15. James Harris, author of ‘Hermes; or a Philosophical Inquiry into Universal Grammar,’ and several other works. Entering Parliament in 1761, he became a Lord of the Admiralty, and subsequently a Lord of the Treasury, etc. He died in 1786.

16. Author of ‘Travels in Spain.’

17. ‘Nothing is fit to be heard but Pacchierotti,’ was the general verdict, according to Walpole.

18. A celebrated Italian singer, wife of Colla, an Italian composer. She was engaged at the Pantheon to sing two songs nightly, for which she received £100.

19. A performer of great Continental reputation, whose merits were much controverted in England. ‘Is, or has the Gabrielli been, a great singer?’ asks Walpole of his Florence correspondent. ‘She has, at least, not honoured us but with a most slender low voice.’

20. Duets between Esther Burney, now married, and her husband, who was also her cousin and a Burney. Esther was the beauty of the family, and became a wife early.

21. Fanny should rather have written, Count Orloff.

22. Anthony Chamier was member of Parliament for Tamworth, and Under-Secretary of State from 1775 till his death in 1780. He was an original member of the celebrated Literary Club.

23. A name by which Mr. Brudenel, afterwards Earl of Cardigan, was known.

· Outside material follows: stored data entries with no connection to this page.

//! Edge cases
//!
//! Malformed input degrades to identity/absent instead of erroring,
//! per the engine's keep-the-editor-alive error policy.

use vellum_engine::{BboxFlags, Rect, SvgDocument};

#[test]
fn test_malformed_transform_reads_identity() {
    let mut doc = SvgDocument::parse(
        r#"<svg xmlns="http://www.w3.org/2000/svg">
             <g id="a" transform="rotate(banana)"/>
             <g id="b" transform="none"/>
             <g id="c" transform=""/>
           </svg>"#,
    )
    .unwrap();
    for id in ["a", "b", "c"] {
        let n = doc.get_element_by_id(id).unwrap();
        assert!(doc.own_transform(n).is_identity(), "{id}");
        assert!(doc.composed_transform(n).is_identity(), "{id}");
    }
}

#[test]
fn test_unparsable_selector_skips_only_that_rule() {
    let mut doc = SvgDocument::parse(
        r#"<svg xmlns="http://www.w3.org/2000/svg">
             <style>
               rect:hover { fill: red; }
               .box { fill: blue; }
             </style>
             <rect id="r1" class="box"/>
           </svg>"#,
    )
    .unwrap();
    let r1 = doc.get_element_by_id("r1").unwrap();
    assert_eq!(doc.cascaded_style(r1).get("fill"), Some("blue"));
}

#[test]
fn test_at_rules_skipped() {
    let mut doc = SvgDocument::parse(
        r#"<svg xmlns="http://www.w3.org/2000/svg">
             <style>@media print { rect { fill: red; } } rect { fill: green; }</style>
             <rect id="r1"/>
           </svg>"#,
    )
    .unwrap();
    let r1 = doc.get_element_by_id("r1").unwrap();
    assert_eq!(doc.cascaded_style(r1).get("fill"), Some("green"));
}

#[test]
fn test_unknown_id_is_none() {
    let doc = SvgDocument::parse(r#"<svg xmlns="http://www.w3.org/2000/svg"/>"#).unwrap();
    assert!(doc.get_element_by_id("nope").is_none());
    assert!(doc.get_element_by_id("url(#nope)").is_none());
}

#[test]
fn test_duplicate_declared_ids_last_wins() {
    let mut doc = SvgDocument::parse(
        r#"<svg xmlns="http://www.w3.org/2000/svg">
             <rect id="dup" width="1" height="1"/>
             <circle id="dup" r="5"/>
           </svg>"#,
    )
    .unwrap();
    let winner = doc.get_element_by_id("dup").unwrap();
    assert_eq!(doc.tag(winner), Some("circle"));
}

#[test]
fn test_generated_ids_avoid_declared_ones() {
    // an element already holds "g0"; generation must skip it
    let mut doc = SvgDocument::parse(
        r#"<svg xmlns="http://www.w3.org/2000/svg">
             <g id="g0"/>
             <g/>
           </svg>"#,
    )
    .unwrap();
    let named = doc.get_element_by_id("g0").unwrap();
    let root = doc.root();
    let other = doc
        .tree()
        .children(root)
        .iter()
        .copied()
        .find(|&c| c != named)
        .unwrap();
    let generated = doc.attr(other, "id").unwrap();
    assert_ne!(generated, "g0");
    assert_eq!(doc.get_element_by_id(generated), Some(other));
}

#[test]
fn test_empty_group_bbox_is_null() {
    let mut doc = SvgDocument::parse(
        r#"<svg xmlns="http://www.w3.org/2000/svg"><g id="g1"/></svg>"#,
    )
    .unwrap();
    let g1 = doc.get_element_by_id("g1").unwrap();
    assert!(doc.bbox(g1, BboxFlags::default()).is_null());
}

#[test]
fn test_mask_does_not_shrink_bbox() {
    let mut doc = SvgDocument::parse(
        r#"<svg xmlns="http://www.w3.org/2000/svg">
             <defs><mask id="m1"><rect width="1" height="1"/></mask></defs>
             <rect id="r1" x="0" y="0" width="20" height="20" mask="url(#m1)"/>
           </svg>"#,
    )
    .unwrap();
    let r1 = doc.get_element_by_id("r1").unwrap();
    let b = doc
        .bbox(r1, BboxFlags { include_stroke: false, ..Default::default() })
        .rect()
        .unwrap();
    assert_eq!(b, Rect::new(0.0, 0.0, 20.0, 20.0));
}

#[test]
fn test_rough_path_is_superset() {
    let mut doc = SvgDocument::parse(
        r#"<svg xmlns="http://www.w3.org/2000/svg">
             <path id="p1" d="M 0 0 C 10 30 20 30 30 0"/>
           </svg>"#,
    )
    .unwrap();
    let p1 = doc.get_element_by_id("p1").unwrap();
    let flags = BboxFlags { include_stroke: false, ..Default::default() };
    let exact = doc.bbox(p1, flags).rect().unwrap();
    let rough = doc
        .bbox(p1, BboxFlags { rough_path: true, ..flags })
        .rect()
        .unwrap();
    assert!(rough.h >= exact.h);
    assert!(rough.y <= exact.y && rough.y2() >= exact.y2());
}

#[test]
fn test_malformed_path_bbox_is_null() {
    let mut doc = SvgDocument::parse(
        r#"<svg xmlns="http://www.w3.org/2000/svg"><path id="p1" d="M 1"/></svg>"#,
    )
    .unwrap();
    let p1 = doc.get_element_by_id("p1").unwrap();
    assert!(doc.bbox(p1, BboxFlags::default()).is_null());
}

#[test]
fn test_unpainted_stroke_adds_nothing() {
    let mut doc = SvgDocument::parse(
        r#"<svg xmlns="http://www.w3.org/2000/svg">
             <rect id="a" width="10" height="10" style="stroke-width:4"/>
             <rect id="b" width="10" height="10" style="stroke:none;stroke-width:4"/>
           </svg>"#,
    )
    .unwrap();
    for id in ["a", "b"] {
        let n = doc.get_element_by_id(id).unwrap();
        let b = doc.bbox(n, BboxFlags::default()).rect().unwrap();
        assert_eq!(b, Rect::new(0.0, 0.0, 10.0, 10.0), "{id}");
    }
}

#[test]
fn test_css_entry_survives_delete() {
    // deleting a node leaves its CSS index entry behind; a caller
    // that reassigns the id by hand inherits the old entry
    let mut doc = SvgDocument::parse(
        r#"<svg xmlns="http://www.w3.org/2000/svg">
             <style>#r1 { fill: purple; }</style>
             <rect id="r1"/>
           </svg>"#,
    )
    .unwrap();
    let r1 = doc.get_element_by_id("r1").unwrap();
    assert_eq!(doc.cascaded_style(r1).get("fill"), Some("purple"));

    doc.delete(r1);
    assert!(doc.get_element_by_id("r1").is_none());

    let replacement = doc.create_element("circle");
    doc.set_attr(replacement, "id", "r1");
    let root = doc.root();
    doc.append(root, replacement);
    assert_eq!(doc.attr(replacement, "id"), Some("r1"));
    assert_eq!(doc.cascaded_style(replacement).get("fill"), Some("purple"));
}

#[test]
fn test_percent_width_resolves_against_viewbox() {
    let mut doc = SvgDocument::parse(
        r#"<svg xmlns="http://www.w3.org/2000/svg" width="100%" height="100%"
               viewBox="0 0 200 100"/>"#,
    )
    .unwrap();
    let ds = doc.doc_size();
    assert_eq!(ds.width_px, 200.0);
    assert_eq!(ds.height_px, 100.0);
    assert_eq!(ds.uupx, Some(1.0));
}

#[test]
fn test_comments_are_not_children_for_caching() {
    let mut doc = SvgDocument::parse(
        r#"<svg xmlns="http://www.w3.org/2000/svg">
             <g id="g1"><!-- note --><rect width="5" height="5"/></g>
           </svg>"#,
    )
    .unwrap();
    let g1 = doc.get_element_by_id("g1").unwrap();
    let b = doc
        .bbox(g1, BboxFlags { include_stroke: false, ..Default::default() })
        .rect()
        .unwrap();
    assert_eq!(b, Rect::new(0.0, 0.0, 5.0, 5.0));
    // the comment never entered the identity index
    assert_eq!(doc.tree().descendants(g1).len(), 2);
}

#[test]
fn test_set_style_property_roundtrips_attribute() {
    let mut doc = SvgDocument::parse(
        r#"<svg xmlns="http://www.w3.org/2000/svg"><rect id="r1"/></svg>"#,
    )
    .unwrap();
    let r1 = doc.get_element_by_id("r1").unwrap();
    doc.set_style_property(r1, "fill", Some("red"));
    doc.set_style_property(r1, "stroke", Some("blue"));
    assert_eq!(doc.attr(r1, "style"), Some("fill:red;stroke:blue"));

    doc.set_style_property(r1, "fill", None);
    assert_eq!(doc.attr(r1, "style"), Some("stroke:blue"));
}

#[test]
fn test_stylesheet_added_later_applies() {
    let mut doc = SvgDocument::parse(
        r#"<svg xmlns="http://www.w3.org/2000/svg"><rect id="r1" class="late"/></svg>"#,
    )
    .unwrap();
    let r1 = doc.get_element_by_id("r1").unwrap();
    assert_eq!(doc.cascaded_style(r1).get("fill"), None);

    doc.add_stylesheet(".late { fill: teal; }");
    assert_eq!(doc.cascaded_style(r1).get("fill"), Some("teal"));
}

24. Afterwards Lord Malmesbury.

25. We need scarcely remind our readers that, in 1763, Sandwich had denounced Wilkes in the House of Lords for having composed and printed the ‘Essay on Woman,’ an indecent parody on Pope’s ‘Essay on Man.’ Society resented the attack, placing the accuser and accused on a par in point of morals. ‘The public indignation went so far, that the Beggar’s Opera being performed at Covent Garden Theatre soon after this event, the whole audience, when Macheath says, “That Jemmy Twitcher should peach, I own surprises me,” burst out into an applause of application, and the nickname of “Jemmy Twitcher” stuck by the Earl so as almost to occasion the disuse of his title.’—Walpole’s ‘Memoirs of George III.,’ vol. i., p. 313.

26. The observatory in its later form is stated to have been put up in the early years of the present century, by a Frenchman, then tenant of the house, who placed in it some mathematical instruments, which he exhibited as the identical instruments with which the great Newton made his discoveries; and we are told that this ingenious person realized a considerable sum before his imposture was exposed. See ‘The Streets of London,’ by J. T. Smith, edited by Charles Mackay, 1849, p. 76.

27. There is some account both of the inside and outside of Newton’s house in the Gentleman’s Magazine for 1814. At that date, we learn among other things, the original chimney-piece in the observatory remained, though the room itself had undergone a change. The house appears to have been built about 1692.

28. William Seward, afterwards author of ‘Anecdotes of Distinguished Persons,’ and ‘Biographiana,’ a sequel to the same.

29. John Christian Bach, sometimes called Bach of Berlin, who for many years was established in England.

30. Hester Lynch Salusbury (Mrs. Thrale) claimed to be lineally descended from Adam of Saltsburg, who came over to England with the Conqueror.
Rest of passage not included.